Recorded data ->
..............................
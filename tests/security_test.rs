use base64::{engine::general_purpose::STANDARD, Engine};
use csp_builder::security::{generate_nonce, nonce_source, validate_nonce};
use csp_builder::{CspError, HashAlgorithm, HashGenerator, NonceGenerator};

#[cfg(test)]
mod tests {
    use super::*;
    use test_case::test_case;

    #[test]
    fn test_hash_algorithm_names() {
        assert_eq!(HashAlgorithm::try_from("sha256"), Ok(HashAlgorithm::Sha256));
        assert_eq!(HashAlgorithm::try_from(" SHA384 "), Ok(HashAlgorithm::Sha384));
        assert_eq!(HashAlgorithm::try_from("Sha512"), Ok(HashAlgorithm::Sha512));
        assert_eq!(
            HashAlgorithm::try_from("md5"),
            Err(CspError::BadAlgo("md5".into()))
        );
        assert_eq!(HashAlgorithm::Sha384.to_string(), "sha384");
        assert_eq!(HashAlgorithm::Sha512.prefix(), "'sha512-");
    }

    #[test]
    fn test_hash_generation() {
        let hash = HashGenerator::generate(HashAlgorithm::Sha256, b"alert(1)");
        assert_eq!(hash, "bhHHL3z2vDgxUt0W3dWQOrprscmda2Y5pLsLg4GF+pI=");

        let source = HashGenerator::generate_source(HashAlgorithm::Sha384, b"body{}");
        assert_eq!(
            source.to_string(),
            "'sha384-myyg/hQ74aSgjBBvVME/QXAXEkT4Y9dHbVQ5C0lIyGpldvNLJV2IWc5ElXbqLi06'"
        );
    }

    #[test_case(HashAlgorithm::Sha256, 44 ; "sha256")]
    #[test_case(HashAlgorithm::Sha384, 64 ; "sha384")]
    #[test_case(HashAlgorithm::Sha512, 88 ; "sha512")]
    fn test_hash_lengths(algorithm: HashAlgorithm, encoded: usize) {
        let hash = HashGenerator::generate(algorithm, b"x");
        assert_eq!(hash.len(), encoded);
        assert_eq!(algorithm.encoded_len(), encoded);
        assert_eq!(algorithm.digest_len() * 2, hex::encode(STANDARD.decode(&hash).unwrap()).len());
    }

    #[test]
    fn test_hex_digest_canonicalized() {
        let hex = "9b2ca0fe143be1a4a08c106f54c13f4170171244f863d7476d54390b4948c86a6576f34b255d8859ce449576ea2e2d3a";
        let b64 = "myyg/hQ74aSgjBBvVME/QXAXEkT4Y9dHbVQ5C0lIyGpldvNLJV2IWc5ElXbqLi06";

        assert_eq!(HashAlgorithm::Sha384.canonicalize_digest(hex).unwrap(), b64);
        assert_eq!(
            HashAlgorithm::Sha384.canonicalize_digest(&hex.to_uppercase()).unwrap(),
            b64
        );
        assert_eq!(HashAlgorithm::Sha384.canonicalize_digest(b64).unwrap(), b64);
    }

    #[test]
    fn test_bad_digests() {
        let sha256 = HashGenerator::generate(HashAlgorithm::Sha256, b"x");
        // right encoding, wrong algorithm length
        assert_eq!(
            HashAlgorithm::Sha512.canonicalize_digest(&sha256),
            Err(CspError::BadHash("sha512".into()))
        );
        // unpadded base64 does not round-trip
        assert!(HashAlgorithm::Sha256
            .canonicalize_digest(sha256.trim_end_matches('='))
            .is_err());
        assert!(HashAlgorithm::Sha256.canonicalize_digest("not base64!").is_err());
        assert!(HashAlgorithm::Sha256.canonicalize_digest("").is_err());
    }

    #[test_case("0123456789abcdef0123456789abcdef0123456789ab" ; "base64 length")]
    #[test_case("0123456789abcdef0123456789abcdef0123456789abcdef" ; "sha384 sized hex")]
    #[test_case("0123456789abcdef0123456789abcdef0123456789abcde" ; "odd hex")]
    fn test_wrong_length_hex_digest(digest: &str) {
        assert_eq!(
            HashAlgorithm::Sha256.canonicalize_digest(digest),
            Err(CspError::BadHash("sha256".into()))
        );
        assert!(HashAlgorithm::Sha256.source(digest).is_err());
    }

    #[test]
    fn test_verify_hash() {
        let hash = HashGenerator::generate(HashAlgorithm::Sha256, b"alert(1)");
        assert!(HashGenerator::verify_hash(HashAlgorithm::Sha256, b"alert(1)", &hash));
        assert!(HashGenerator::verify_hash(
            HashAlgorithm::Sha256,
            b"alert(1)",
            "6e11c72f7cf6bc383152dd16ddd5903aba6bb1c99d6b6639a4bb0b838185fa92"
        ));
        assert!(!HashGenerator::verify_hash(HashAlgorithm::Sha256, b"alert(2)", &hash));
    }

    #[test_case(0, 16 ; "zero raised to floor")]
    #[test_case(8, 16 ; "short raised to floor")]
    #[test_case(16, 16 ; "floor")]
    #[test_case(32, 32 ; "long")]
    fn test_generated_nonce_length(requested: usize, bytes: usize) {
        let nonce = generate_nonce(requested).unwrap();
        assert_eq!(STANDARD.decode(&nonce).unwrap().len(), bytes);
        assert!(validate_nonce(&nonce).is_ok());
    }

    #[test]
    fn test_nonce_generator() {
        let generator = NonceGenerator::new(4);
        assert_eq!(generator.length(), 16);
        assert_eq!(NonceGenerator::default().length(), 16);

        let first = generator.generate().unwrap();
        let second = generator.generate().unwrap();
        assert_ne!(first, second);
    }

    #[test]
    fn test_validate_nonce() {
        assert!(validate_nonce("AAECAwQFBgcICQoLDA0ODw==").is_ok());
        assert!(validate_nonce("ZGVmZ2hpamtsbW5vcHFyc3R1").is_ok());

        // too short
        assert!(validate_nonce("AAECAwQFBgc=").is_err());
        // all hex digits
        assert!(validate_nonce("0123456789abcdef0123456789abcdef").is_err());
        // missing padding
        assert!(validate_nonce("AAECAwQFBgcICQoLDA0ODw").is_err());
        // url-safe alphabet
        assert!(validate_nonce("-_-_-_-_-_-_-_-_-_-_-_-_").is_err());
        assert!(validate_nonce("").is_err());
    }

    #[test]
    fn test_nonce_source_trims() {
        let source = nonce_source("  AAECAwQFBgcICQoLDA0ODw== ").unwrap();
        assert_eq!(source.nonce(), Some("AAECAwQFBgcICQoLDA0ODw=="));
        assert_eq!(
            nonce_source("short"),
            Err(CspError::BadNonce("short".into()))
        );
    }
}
..............................
Exercise instructions ->
Write all the entries out again exactly as they are.

Response area ->
filename tests/security_test.rs
use base64::{engine::general_purpose::STANDARD, Engine};
use csp_builder::security::{generate_nonce, nonce_source, validate_nonce};
use csp_builder::{CspError, HashAlgorithm, HashGenerator, NonceGenerator};

#[cfg(test)]
mod tests {
    use super::*;
    use test_case::test_case;

    #[test]
    fn test_hash_algorithm_names() {
        assert_eq!(HashAlgorithm::try_from("sha256"), Ok(HashAlgorithm::Sha256));
        assert_eq!(HashAlgorithm::try_from(" SHA384 "), Ok(HashAlgorithm::Sha384));
        assert_eq!(HashAlgorithm::try_from("Sha512"), Ok(HashAlgorithm::Sha512));
        assert_eq!(
            HashAlgorithm::try_from("md5"),
            Err(CspError::BadAlgo("md5".into()))
        );
        assert_eq!(HashAlgorithm::Sha384.to_string(), "sha384");
        assert_eq!(HashAlgorithm::Sha512.prefix(), "'sha512-");
    }

    #[test]
    fn test_hash_generation() {
        let hash = HashGenerator::generate(HashAlgorithm::Sha256, b"alert(1)");
        assert_eq!(hash, "bhHHL3z2vDgxUt0W3dWQOrprscmda2Y5pLsLg4GF+pI=");

        let source = HashGenerator::generate_source(HashAlgorithm::Sha384, b"body{}");
        assert_eq!(
            source.to_string(),
            "'sha384-myyg/hQ74aSgjBBvVME/QXAXEkT4Y9dHbVQ5C0lIyGpldvNLJV2IWc5ElXbqLi06'"
        );
    }

    #[test_case(HashAlgorithm::Sha256, 44 ; "sha256")]
    #[test_case(HashAlgorithm::Sha384, 64 ; "sha384")]
    #[test_case(HashAlgorithm::Sha512, 88 ; "sha512")]
    fn test_hash_lengths(algorithm: HashAlgorithm, encoded: usize) {
        let hash = HashGenerator::generate(algorithm, b"x");
        assert_eq!(hash.len(), encoded);
        assert_eq!(algorithm.encoded_len(), encoded);
        assert_eq!(algorithm.digest_len() * 2, hex::encode(STANDARD.decode(&hash).unwrap()).len());
    }

    #[test]
    fn test_hex_digest_canonicalized() {
        let hex = "9b2ca0fe143be1a4a08c106f54c13f4170171244f863d7476d54390b4948c86a6576f34b255d8859ce449576ea2e2d3a";
        let b64 = "myyg/hQ74aSgjBBvVME/QXAXEkT4Y9dHbVQ5C0lIyGpldvNLJV2IWc5ElXbqLi06";

        assert_eq!(HashAlgorithm::Sha384.canonicalize_digest(hex).unwrap(), b64);
        assert_eq!(
            HashAlgorithm::Sha384.canonicalize_digest(&hex.to_uppercase()).unwrap(),
            b64
        );
        assert_eq!(HashAlgorithm::Sha384.canonicalize_digest(b64).unwrap(), b64);
    }

    #[test]
    fn test_bad_digests() {
        let sha256 = HashGenerator::generate(HashAlgorithm::Sha256, b"x");
        // right encoding, wrong algorithm length
        assert_eq!(
            HashAlgorithm::Sha512.canonicalize_digest(&sha256),
            Err(CspError::BadHash("sha512".into()))
        );
        // unpadded base64 does not round-trip
        assert!(HashAlgorithm::Sha256
            .canonicalize_digest(sha256.trim_end_matches('='))
            .is_err());
        assert!(HashAlgorithm::Sha256.canonicalize_digest("not base64!").is_err());
        assert!(HashAlgorithm::Sha256.canonicalize_digest("").is_err());
    }

    #[test_case("0123456789abcdef0123456789abcdef0123456789ab" ; "base64 length")]
    #[test_case("0123456789abcdef0123456789abcdef0123456789abcdef" ; "sha384 sized hex")]
    #[test_case("0123456789abcdef0123456789abcdef0123456789abcde" ; "odd hex")]
    fn test_wrong_length_hex_digest(digest: &str) {
        assert_eq!(
            HashAlgorithm::Sha256.canonicalize_digest(digest),
            Err(CspError::BadHash("sha256".into()))
        );
        assert!(HashAlgorithm::Sha256.source(digest).is_err());
    }

    #[test]
    fn test_verify_hash() {
        let hash = HashGenerator::generate(HashAlgorithm::Sha256, b"alert(1)");
        assert!(HashGenerator::verify_hash(HashAlgorithm::Sha256, b"alert(1)", &hash));
        assert!(HashGenerator::verify_hash(
            HashAlgorithm::Sha256,
            b"alert(1)",
            "6e11c72f7cf6bc383152dd16ddd5903aba6bb1c99d6b6639a4bb0b838185fa92"
        ));
        assert!(!HashGenerator::verify_hash(HashAlgorithm::Sha256, b"alert(2)", &hash));
    }

    #[test_case(0, 16 ; "zero raised to floor")]
    #[test_case(8, 16 ; "short raised to floor")]
    #[test_case(16, 16 ; "floor")]
    #[test_case(32, 32 ; "long")]
    fn test_generated_nonce_length(requested: usize, bytes: usize) {
        let nonce = generate_nonce(requested).unwrap();
        assert_eq!(STANDARD.decode(&nonce).unwrap().len(), bytes);
        assert!(validate_nonce(&nonce).is_ok());
    }

    #[test]
    fn test_nonce_generator() {
        let generator = NonceGenerator::new(4);
        assert_eq!(generator.length(), 16);
        assert_eq!(NonceGenerator::default().length(), 16);

        let first = generator.generate().unwrap();
        let second = generator.generate().unwrap();
        assert_ne!(first, second);
    }

    #[test]
    fn test_validate_nonce() {
        assert!(validate_nonce("AAECAwQFBgcICQoLDA0ODw==").is_ok());
        assert!(validate_nonce("ZGVmZ2hpamtsbW5vcHFyc3R1").is_ok());

        // too short
        assert!(validate_nonce("AAECAwQFBgc=").is_err());
        // all hex digits
        assert!(validate_nonce("0123456789abcdef0123456789abcdef").is_err());
        // missing padding
        assert!(validate_nonce("AAECAwQFBgcICQoLDA0ODw").is_err());
        // url-safe alphabet
        assert!(validate_nonce("-_-_-_-_-_-_-_-_-_-_-_-_").is_err());
        assert!(validate_nonce("").is_err());
    }

    #[test]
    fn test_nonce_source_trims() {
        let source = nonce_source("  AAECAwQFBgcICQoLDA0ODw== ").unwrap();
        assert_eq!(source.nonce(), Some("AAECAwQFBgcICQoLDA0ODw=="));
        assert_eq!(
            nonce_source("short"),
            Err(CspError::BadNonce("short".into()))
        );
    }
}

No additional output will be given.